● Problem details:
Each line from the first down to the one containing "use axum::body::Bytes;" should be returned exactly as it appears below.
START Supplied data
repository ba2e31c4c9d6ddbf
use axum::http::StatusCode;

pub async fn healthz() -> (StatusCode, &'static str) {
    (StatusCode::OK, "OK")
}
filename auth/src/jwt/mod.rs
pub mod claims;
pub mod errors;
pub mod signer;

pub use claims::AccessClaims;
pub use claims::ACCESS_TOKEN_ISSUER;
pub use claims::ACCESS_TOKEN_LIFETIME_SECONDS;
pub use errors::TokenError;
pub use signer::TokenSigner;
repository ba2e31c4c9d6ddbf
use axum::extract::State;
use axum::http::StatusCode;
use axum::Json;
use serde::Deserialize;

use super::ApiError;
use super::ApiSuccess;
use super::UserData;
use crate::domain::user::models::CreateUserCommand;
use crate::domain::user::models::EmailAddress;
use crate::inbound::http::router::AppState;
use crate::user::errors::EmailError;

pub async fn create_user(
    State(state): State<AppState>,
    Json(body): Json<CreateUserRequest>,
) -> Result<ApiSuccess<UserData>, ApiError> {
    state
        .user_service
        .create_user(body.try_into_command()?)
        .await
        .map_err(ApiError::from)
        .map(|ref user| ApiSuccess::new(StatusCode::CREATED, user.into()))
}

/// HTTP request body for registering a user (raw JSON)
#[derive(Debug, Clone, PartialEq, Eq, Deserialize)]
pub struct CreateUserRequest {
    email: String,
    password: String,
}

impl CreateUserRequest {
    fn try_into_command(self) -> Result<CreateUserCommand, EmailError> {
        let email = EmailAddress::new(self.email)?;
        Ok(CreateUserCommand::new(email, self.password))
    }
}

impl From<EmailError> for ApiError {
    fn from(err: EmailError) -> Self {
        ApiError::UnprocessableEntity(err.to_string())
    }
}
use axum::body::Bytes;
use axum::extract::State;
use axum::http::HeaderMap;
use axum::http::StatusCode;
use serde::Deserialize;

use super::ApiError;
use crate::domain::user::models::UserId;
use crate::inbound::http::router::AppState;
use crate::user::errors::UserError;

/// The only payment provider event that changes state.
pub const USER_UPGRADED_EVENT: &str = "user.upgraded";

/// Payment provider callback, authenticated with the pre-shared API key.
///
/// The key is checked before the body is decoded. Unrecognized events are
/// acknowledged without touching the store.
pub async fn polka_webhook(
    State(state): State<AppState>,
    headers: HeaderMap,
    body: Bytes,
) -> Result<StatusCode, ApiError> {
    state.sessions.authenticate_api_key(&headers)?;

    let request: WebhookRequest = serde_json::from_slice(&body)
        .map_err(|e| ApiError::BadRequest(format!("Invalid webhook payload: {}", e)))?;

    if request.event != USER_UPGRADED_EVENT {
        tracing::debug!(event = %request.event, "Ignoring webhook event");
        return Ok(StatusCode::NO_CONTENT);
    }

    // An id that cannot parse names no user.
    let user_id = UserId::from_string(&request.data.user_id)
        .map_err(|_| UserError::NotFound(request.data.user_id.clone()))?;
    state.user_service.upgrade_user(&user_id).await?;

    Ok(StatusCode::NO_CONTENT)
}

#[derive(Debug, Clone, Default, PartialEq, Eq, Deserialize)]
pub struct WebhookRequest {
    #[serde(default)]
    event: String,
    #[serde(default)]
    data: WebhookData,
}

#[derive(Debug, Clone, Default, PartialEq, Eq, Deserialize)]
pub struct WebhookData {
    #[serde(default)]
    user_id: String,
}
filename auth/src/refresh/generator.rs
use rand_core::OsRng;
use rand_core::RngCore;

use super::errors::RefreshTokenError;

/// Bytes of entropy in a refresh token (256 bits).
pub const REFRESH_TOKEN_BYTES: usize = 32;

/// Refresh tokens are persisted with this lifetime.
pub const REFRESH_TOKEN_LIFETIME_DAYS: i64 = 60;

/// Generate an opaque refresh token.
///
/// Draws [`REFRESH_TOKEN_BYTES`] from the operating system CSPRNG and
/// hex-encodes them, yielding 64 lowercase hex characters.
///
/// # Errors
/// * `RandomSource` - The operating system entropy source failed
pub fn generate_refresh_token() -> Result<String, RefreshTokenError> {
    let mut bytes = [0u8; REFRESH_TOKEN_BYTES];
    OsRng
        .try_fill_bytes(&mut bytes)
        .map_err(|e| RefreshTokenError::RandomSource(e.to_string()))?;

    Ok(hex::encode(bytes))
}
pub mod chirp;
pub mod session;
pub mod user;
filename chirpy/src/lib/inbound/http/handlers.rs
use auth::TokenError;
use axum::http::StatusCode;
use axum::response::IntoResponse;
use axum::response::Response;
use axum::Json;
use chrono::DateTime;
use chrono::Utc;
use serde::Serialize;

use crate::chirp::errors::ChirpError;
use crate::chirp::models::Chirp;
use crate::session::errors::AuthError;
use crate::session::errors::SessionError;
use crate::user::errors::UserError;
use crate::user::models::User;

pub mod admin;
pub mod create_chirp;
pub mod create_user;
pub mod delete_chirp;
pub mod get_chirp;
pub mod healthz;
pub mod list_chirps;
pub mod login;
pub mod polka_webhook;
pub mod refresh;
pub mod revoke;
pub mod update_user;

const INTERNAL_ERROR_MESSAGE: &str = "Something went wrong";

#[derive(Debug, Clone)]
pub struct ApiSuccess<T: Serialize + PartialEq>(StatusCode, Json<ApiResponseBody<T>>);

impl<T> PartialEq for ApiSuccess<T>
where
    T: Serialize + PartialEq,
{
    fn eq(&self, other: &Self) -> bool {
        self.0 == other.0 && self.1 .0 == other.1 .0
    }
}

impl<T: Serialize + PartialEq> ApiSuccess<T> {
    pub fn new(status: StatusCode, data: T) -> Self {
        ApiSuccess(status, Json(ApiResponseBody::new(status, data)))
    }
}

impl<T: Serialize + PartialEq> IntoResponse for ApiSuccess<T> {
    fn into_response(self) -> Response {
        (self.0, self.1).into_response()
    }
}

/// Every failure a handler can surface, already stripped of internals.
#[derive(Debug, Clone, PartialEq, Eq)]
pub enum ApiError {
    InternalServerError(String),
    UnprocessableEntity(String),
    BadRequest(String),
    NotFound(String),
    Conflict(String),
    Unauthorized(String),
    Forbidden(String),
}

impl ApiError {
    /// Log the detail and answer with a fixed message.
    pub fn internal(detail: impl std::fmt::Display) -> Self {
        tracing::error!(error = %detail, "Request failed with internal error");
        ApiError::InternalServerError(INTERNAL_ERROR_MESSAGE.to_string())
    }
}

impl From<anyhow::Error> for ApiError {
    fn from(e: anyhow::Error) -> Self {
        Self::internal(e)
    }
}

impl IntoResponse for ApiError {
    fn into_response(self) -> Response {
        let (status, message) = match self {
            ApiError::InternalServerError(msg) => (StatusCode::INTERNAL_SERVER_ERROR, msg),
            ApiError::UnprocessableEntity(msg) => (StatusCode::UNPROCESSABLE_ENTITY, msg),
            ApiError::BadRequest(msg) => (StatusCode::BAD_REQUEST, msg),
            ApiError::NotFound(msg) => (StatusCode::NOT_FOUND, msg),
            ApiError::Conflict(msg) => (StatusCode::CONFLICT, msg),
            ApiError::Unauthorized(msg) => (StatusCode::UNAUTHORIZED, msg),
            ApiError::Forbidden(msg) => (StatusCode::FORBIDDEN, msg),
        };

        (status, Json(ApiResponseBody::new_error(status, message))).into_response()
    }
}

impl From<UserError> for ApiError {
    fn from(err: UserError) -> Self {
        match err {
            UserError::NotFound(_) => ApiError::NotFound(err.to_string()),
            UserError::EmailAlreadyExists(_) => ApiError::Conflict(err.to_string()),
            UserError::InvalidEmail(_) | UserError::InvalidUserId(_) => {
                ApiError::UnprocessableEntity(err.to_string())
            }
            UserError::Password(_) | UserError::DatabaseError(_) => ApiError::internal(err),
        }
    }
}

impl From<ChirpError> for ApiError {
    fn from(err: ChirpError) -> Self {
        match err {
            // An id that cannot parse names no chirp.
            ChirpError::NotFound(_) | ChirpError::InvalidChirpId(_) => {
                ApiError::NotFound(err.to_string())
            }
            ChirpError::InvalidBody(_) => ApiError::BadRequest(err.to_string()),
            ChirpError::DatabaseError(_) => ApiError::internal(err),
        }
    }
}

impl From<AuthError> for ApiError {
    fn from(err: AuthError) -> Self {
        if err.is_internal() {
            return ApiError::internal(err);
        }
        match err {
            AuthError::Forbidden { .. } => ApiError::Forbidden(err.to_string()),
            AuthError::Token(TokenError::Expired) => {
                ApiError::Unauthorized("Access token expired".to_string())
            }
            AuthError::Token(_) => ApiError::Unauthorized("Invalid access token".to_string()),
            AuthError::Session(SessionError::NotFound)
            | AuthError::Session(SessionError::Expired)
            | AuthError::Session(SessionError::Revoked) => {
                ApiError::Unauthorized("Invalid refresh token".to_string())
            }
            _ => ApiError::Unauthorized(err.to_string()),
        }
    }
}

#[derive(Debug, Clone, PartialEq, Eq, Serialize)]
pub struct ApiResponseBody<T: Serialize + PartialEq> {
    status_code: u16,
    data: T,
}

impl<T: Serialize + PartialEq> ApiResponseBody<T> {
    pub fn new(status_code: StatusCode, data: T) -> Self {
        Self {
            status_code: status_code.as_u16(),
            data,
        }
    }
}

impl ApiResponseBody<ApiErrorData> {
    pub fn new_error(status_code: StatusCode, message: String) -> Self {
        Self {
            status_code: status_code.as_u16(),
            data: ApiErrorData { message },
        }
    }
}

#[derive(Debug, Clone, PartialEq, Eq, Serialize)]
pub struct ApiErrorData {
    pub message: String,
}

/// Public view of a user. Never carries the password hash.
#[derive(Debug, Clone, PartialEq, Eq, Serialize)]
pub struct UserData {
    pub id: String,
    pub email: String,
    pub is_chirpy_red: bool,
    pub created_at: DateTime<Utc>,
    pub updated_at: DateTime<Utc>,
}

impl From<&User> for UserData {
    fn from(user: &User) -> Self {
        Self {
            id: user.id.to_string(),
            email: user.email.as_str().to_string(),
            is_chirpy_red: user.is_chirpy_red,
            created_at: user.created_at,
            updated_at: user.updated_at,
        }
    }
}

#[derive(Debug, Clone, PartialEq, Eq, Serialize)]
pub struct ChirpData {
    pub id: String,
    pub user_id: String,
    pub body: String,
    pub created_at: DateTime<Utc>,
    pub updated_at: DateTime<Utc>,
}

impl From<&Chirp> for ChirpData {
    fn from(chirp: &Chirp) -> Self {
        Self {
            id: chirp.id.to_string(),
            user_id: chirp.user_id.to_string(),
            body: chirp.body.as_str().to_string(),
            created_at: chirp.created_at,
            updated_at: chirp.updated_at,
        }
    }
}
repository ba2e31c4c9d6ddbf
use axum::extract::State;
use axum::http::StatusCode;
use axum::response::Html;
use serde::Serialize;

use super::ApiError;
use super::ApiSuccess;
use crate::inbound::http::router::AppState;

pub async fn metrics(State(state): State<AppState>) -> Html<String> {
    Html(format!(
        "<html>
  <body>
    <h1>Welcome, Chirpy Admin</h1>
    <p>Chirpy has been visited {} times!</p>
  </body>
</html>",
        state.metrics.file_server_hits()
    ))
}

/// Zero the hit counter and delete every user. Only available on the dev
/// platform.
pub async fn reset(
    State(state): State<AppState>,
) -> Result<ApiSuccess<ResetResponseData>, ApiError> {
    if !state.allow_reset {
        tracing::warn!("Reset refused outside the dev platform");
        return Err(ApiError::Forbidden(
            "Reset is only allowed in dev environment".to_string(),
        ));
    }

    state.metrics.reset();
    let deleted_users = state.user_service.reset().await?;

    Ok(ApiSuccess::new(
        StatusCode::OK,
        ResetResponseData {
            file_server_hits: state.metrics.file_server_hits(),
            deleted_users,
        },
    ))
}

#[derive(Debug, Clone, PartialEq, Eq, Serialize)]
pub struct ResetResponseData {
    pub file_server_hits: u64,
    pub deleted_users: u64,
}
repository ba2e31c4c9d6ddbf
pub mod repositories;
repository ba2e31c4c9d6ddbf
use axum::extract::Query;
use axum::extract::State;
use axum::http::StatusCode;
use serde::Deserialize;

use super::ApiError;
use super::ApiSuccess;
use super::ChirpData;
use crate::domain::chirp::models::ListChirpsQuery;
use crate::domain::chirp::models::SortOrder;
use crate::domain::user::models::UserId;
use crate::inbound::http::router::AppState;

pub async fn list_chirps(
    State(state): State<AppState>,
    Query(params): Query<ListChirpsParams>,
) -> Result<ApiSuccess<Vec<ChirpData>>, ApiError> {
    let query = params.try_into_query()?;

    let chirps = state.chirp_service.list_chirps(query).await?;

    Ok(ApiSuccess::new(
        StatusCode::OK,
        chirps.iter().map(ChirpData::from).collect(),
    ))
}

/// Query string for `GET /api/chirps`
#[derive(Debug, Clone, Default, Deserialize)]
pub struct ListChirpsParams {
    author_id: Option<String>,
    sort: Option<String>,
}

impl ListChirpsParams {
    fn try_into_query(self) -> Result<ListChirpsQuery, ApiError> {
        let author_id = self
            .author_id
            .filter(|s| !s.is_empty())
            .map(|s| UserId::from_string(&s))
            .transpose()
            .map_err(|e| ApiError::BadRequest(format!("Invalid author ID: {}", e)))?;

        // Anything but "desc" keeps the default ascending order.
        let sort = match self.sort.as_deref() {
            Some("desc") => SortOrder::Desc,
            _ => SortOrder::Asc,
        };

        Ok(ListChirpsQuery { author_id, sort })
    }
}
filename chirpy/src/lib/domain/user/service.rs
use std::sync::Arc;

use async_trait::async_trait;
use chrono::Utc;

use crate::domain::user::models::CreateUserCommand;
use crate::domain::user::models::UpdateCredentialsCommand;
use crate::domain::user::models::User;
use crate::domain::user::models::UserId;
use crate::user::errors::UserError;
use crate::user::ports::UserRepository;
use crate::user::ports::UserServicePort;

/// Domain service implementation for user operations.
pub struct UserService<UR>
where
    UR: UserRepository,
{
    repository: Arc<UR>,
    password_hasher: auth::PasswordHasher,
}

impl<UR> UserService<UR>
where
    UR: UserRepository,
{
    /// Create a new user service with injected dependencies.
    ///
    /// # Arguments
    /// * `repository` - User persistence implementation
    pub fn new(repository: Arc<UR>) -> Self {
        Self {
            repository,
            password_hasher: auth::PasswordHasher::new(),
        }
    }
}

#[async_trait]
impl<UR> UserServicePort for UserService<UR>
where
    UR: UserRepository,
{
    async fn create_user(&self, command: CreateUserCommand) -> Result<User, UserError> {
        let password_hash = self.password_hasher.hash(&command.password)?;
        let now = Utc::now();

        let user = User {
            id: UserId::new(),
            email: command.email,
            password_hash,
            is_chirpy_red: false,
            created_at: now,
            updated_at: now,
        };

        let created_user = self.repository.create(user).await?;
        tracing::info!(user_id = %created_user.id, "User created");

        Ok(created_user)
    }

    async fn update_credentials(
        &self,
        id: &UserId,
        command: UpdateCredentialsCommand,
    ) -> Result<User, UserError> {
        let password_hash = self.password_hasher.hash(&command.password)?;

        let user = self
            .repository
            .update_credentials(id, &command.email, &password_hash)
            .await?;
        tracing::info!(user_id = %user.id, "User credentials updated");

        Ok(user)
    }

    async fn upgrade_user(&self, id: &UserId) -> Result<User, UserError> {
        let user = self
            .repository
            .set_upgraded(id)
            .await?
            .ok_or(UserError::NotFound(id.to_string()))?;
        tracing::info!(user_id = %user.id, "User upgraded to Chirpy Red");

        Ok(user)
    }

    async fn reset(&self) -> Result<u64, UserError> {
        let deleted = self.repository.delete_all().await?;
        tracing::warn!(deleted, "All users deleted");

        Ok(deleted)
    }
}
END Supplied data
● Answer area:
repository ba2e31c4c9d6ddbf
use axum::http::StatusCode;

pub async fn healthz() -> (StatusCode, &'static str) {
    (StatusCode::OK, "OK")
}
filename auth/src/jwt/mod.rs
pub mod claims;
pub mod errors;
pub mod signer;

pub use claims::AccessClaims;
pub use claims::ACCESS_TOKEN_ISSUER;
pub use claims::ACCESS_TOKEN_LIFETIME_SECONDS;
pub use errors::TokenError;
pub use signer::TokenSigner;
repository ba2e31c4c9d6ddbf
use axum::extract::State;
use axum::http::StatusCode;
use axum::Json;
use serde::Deserialize;

use super::ApiError;
use super::ApiSuccess;
use super::UserData;
use crate::domain::user::models::CreateUserCommand;
use crate::domain::user::models::EmailAddress;
use crate::inbound::http::router::AppState;
use crate::user::errors::EmailError;

pub async fn create_user(
    State(state): State<AppState>,
    Json(body): Json<CreateUserRequest>,
) -> Result<ApiSuccess<UserData>, ApiError> {
    state
        .user_service
        .create_user(body.try_into_command()?)
        .await
        .map_err(ApiError::from)
        .map(|ref user| ApiSuccess::new(StatusCode::CREATED, user.into()))
}

/// HTTP request body for registering a user (raw JSON)
#[derive(Debug, Clone, PartialEq, Eq, Deserialize)]
pub struct CreateUserRequest {
    email: String,
    password: String,
}

impl CreateUserRequest {
    fn try_into_command(self) -> Result<CreateUserCommand, EmailError> {
        let email = EmailAddress::new(self.email)?;
        Ok(CreateUserCommand::new(email, self.password))
    }
}

impl From<EmailError> for ApiError {
    fn from(err: EmailError) -> Self {
        ApiError::UnprocessableEntity(err.to_string())
    }
}
use axum::body::Bytes;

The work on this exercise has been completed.